Without telling anyone, she decides to forgo treatment.

The Alcotts' grown sons explode when they learn that the house is up for sale - all full of righteous anger and feigned nostalgia. The boys are fairly pickled in Brahmin entitlement, and they're livid that the free ride seems to be screeching to a halt. The eldest, a Realtor, is mad that he didn't get the listing commission. When the youngest wants $40,000 for private school tuition and day care, Grace suggests he get a job. "Coming from you, that's just a tad disingenuous, wouldn't you agree?" he snaps. "Have you ever worked a day in your life?"

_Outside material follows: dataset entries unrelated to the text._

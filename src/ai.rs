//////////////////////////
// ai.rs
//////////////////////////

use rand::seq::SliceRandom;
use rand::Rng;
use tracing::debug;

use crate::board::Board;
use crate::legal::all_legal_moves;
use crate::types::*;

/// Baseline opponent: a uniformly random legal move. No evaluation, no
/// look-ahead; the difficulty a session stores is not consulted here.
#[derive(Debug, Default, Clone, Copy)]
pub struct RandomAi;

impl RandomAi {
    pub fn new() -> Self {
        RandomAi
    }

    /// `None` when `color` has no legal move. The evaluator has already
    /// flagged mate or stalemate by then, so callers simply do nothing.
    pub fn choose_move<R: Rng + ?Sized>(
        &self,
        board: &Board,
        color: Color,
        rng: &mut R,
    ) -> Option<Move> {
        let moves = all_legal_moves(board, color);
        debug!(%color, candidates = moves.len(), "random ai choosing");
        moves.choose(rng).copied()
    }
}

Such is the dilemma in which Mrs. Alcott finds herself at the outset of this surprisingly compelling novel. No, she

hasn't "worked a day in her life"; she earns her first cash holding a yard sale to sell the house. But she's made more than her share of beds. Grace is younger than a reader might suspect. She arrived at Radcliffe in 1964 and dropped out to marry the first man she kissed. On their honeymoon he announced he was shelving his writing ambitions to take a job with Bank of Boston. Just as summarily, he bought the house on Cape Cod and then ditched his safe bank vice presidency to join the savings-and-loan fiasco. When that failed, he retired to the Cape where, in an effort to convince the neighbors that all was well, he ripped up Grace's adored rose garden to put in a swimming pool. In his fifties he's pretending to write and deferring maintenance on their house, which needs a roof and major plumbing work.

Grace Alcott emerges as a force to be reckoned with. When her son suggests she take the $40,000 out of his inheritance, she tartly tells him there may not be any inheritance. And when Bain intercepts a call from her physician and learns of her illness, she demands that he relinquish control. In the end, Mrs. Alcott decides how she will handle this final roll of the dice, and she does it with depth of character and characteristic grace. She is, in the end, a woman worth knowing.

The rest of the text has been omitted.